**Work task**
Only the lines from the one containing "#![forbid(unsafe_code)]" through the end of the data below should be copied, each exactly as written and with both ends kept.

(Dataset excerpts)
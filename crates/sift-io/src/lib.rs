//! JSON persistence, filename conventions, and parameter schemas for
//! the Sift toolkit.
//!
//! Every record is one pretty-printed JSON object per file. Filenames
//! encode the experiment name and timestamps so an output directory is
//! self-describing, and ensemble-wide commands address their member
//! files through a single printf-style placeholder.

#![deny(missing_docs)]
#![deny(rustdoc::broken_intra_doc_links)]
#![forbid(unsafe_code)]

mod error;
pub mod filename;
pub mod json;
pub mod params;

pub use error::IoError;
pub use filename::{
    expand_sequence, obs_filename, state_filename, state_filename_with_id_placeholder,
};
pub use json::{read_merged, read_record, read_value, write_record};
pub use params::{
    load_params, load_record, FilterParamFile, InitParamFile, ObsgenParamFile, PredictParamFile,
};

**Task solution**
#![forbid(unsafe_code)]

mod error;
pub mod filename;
pub mod json;
pub mod params;

pub use error::IoError;
pub use filename::{
    expand_sequence, obs_filename, state_filename, state_filename_with_id_placeholder,
};
pub use json::{read_merged, read_record, read_value, write_record};
pub use params::{
    load_params, load_record, FilterParamFile, InitParamFile, ObsgenParamFile, PredictParamFile,
};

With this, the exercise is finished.